Undergraduate honors thesis of James Wu, to be submitted in Spring 2018
https://dukestatsci.github.io/thesis-sp18-wu-anomalydet/
1 stars 2 forks source link

Mid-semester check-in #2

Open mine-cetinkaya-rundel opened 6 years ago

mine-cetinkaya-rundel commented 6 years ago

@jamescwu Please respond to the following questions in a reply to this issue by Wednesday Oct 18, 5pm. Brief answers are ok.
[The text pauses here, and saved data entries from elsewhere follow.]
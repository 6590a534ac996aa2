use crate::media_type::MediaType;
use crate::resource::{self, ByteRange, Properties, Resource, ResourceResult};
use async_trait::async_trait;

/// Wraps a [`Resource`] and buffers its content.
///
/// Each physical read is rounded up to the next multiple of the chunk size, and the
/// tail chunk of that read is retained. Subsequent requests covered by the retained
/// chunk are served from memory; requests whose beginning is covered only read the
/// missing suffix. Forward sequential small reads (e.g., serving a resource by chunks)
/// therefore cost amortized O(1) physical reads.
///
/// The buffer is ignored when reading backward or far ahead, and reading without a
/// range bypasses buffering entirely.
///
/// # Examples
/// ```
/// # use lectern::resource::{BufferingResource, BytesResource, Resource, ResourceResult};
/// # #[tokio::main(flavor = "current_thread")]
/// # async fn main() -> ResourceResult<()> {
/// let mut resource = BufferingResource::new(BytesResource::new("0123456789"))
///     .chunk_size(4);
///
/// assert_eq!(b"01", resource.read(Some(0..2)).await?.as_slice());
/// // Served from the retained chunk `0..4`
/// assert_eq!(b"23", resource.read(Some(2..4)).await?.as_slice());
/// # Ok(())
/// # }
/// ```
pub struct BufferingResource {
    inner: Box<dyn Resource>,
    length: Option<ResourceResult<u64>>,
    chunk_size: u64,
    /// Bytes retained from the last physical read, with the range they cover.
    buffer: Option<(Vec<u8>, ByteRange)>,
}

impl BufferingResource {
    /// Size of the chunks read from the wrapped resource by default.
    pub const DEFAULT_CHUNK_SIZE: u64 = 8192;

    /// Wraps `resource` with the default chunk size.
    pub fn new(resource: impl Resource + 'static) -> Self {
        Self {
            inner: Box::new(resource),
            length: None,
            chunk_size: Self::DEFAULT_CHUNK_SIZE,
            buffer: None,
        }
    }

    /// Sets the size of the chunks to read from the wrapped resource.
    ///
    /// # Panics
    /// If `chunk_size` is `0`.
    pub fn chunk_size(mut self, chunk_size: u64) -> Self {
        assert!(chunk_size > 0, "chunk size must be greater than zero");
        self.chunk_size = chunk_size;
        self
    }

    /// Provides the total length of the wrapped resource when it is known,
    /// avoiding a request to the wrapped resource.
    pub fn with_length(mut self, length: u64) -> Self {
        self.length = Some(Ok(length));
        self
    }

    async fn cached_length(&mut self) -> Option<u64> {
        if self.length.is_none() {
            self.length = Some(self.inner.length().await);
        }
        self.length.as_ref()?.as_ref().ok().copied()
    }

    /// Keeps the last chunk of `data`, which was read starting at `start`.
    fn save_buffer(&mut self, mut data: Vec<u8>, start: u64) {
        let end = start + data.len() as u64;
        let keep = data.len().min(usize::try_from(self.chunk_size).unwrap_or(usize::MAX));

        data.drain(..data.len() - keep);
        self.buffer = Some((data, end - keep as u64..end));
    }

    async fn read_buffered(&mut self, range: ByteRange, length: u64) -> ResourceResult<Vec<u8>> {
        let requested = resource::clamp(&range, length);
        if requested.is_empty() {
            return Ok(Vec::new());
        }

        // Round up to the next chunk, as the excess is buffered
        let read_end = requested
            .end
            .div_ceil(self.chunk_size)
            .saturating_mul(self.chunk_size)
            .min(length);

        if let Some((mut data, buffered)) = self.buffer.take() {
            // Everything already buffered
            if buffered.start <= requested.start && requested.end <= buffered.end {
                let bytes = extract(&requested, &data, buffered.start);
                self.buffer = Some((data, buffered));
                return Ok(bytes);
            }

            // Beginning of the requested data is buffered
            if buffered.contains(&requested.start) {
                let missing = buffered.end..read_end;
                return match self.inner.read(Some(missing)).await {
                    Ok(read) => {
                        data.extend_from_slice(&read);
                        let bytes = extract(&requested, &data, buffered.start);
                        self.save_buffer(data, buffered.start);
                        Ok(bytes)
                    }
                    Err(error) => {
                        self.buffer = Some((data, buffered));
                        Err(error)
                    }
                };
            }
            self.buffer = Some((data, buffered));
        }

        let data = self.inner.read(Some(requested.start..read_end)).await?;
        let bytes = extract(&requested, &data, requested.start);
        self.save_buffer(data, requested.start);
        Ok(bytes)
    }
}

/// Extracts `requested` out of `data`, which starts at the absolute offset `start`.
fn extract(requested: &ByteRange, data: &[u8], start: u64) -> Vec<u8> {
    let first = usize::try_from(requested.start - start).unwrap_or(usize::MAX);
    let last = usize::try_from(requested.end - start).unwrap_or(usize::MAX);

    // The wrapped resource may return less than its declared length
    let last = last.min(data.len());
    data.get(first..last).map(<[u8]>::to_vec).unwrap_or_default()
}

#[async_trait]
impl Resource for BufferingResource {
    fn source(&self) -> Option<&str> {
        self.inner.source()
    }

    async fn media_type(&mut self) -> ResourceResult<Option<MediaType>> {
        self.inner.media_type().await
    }

    async fn name(&mut self) -> ResourceResult<Option<String>> {
        self.inner.name().await
    }

    async fn properties(&mut self) -> ResourceResult<Properties> {
        self.inner.properties().await
    }

    async fn length(&mut self) -> ResourceResult<u64> {
        match &self.length {
            Some(length) => length.clone(),
            None => {
                let length = self.inner.length().await;
                self.length = Some(length.clone());
                length
            }
        }
    }

    async fn read(&mut self, range: Option<ByteRange>) -> ResourceResult<Vec<u8>> {
        let Some(range) = range else {
            // Reading the whole resource bypasses buffering
            return self.inner.read(None).await;
        };
        match self.cached_length().await {
            Some(length) => self.read_buffered(range, length).await,
            None => self.inner.read(Some(range)).await,
        }
    }

    async fn close(&mut self) {
        self.buffer = None;
        self.inner.close().await;
    }
}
  1. What is the ultimate goal of the thesis?
  2. What portion of the thesis work have you completed so far?
  3. What parts of the analysis do you plan on completing by the end of the semester?
  4. What sections do you expect to include in your Fall semester write up? (Note that this is due as a gitbook and PDF output on Dec 7 at 9am, I'll take a snapshot of your repo at that time.)
ghost commented 6 years ago
  1. The ultimate goal of the thesis is to attempt novel methods for anomaly detection specifically for network IP data, which I received from Duke OIT (all IP addresses have been anonymized). After assessing the best methods I will attempt to implement the best methods to be computationally efficient (we are shooting for a classification time of under 5 seconds for a potential malicious attack) and abstractable to other datasets.
  2. Thus far I have completed the exploratory data analysis, feature exploration in the context of the dataset, conducted some literature review on the current methods being used and the application of our algorithms to other problems, implemented a port matrix transformation to apply our methods to the dataset, and setup the pipeline for testing potential kernels for kernel PCA.
  3. I hope to complete the kernel PCA analysis for a few simple PCA kernels, and implement naive (computational efficiency not considered) singular value decomposition for imputing missing values in the transformed ports matrix using multiplicative models.
  4. I expect to include a literature review of currently used methods, my exploratory data analysis with figures, my variable summary for the featureset, and my implementation and visualizations for the naive kernel PCAs as well as a discussion of the results. I will hopefully also be able to include the code for my singular value decomposition and an explanation of my SVD findings.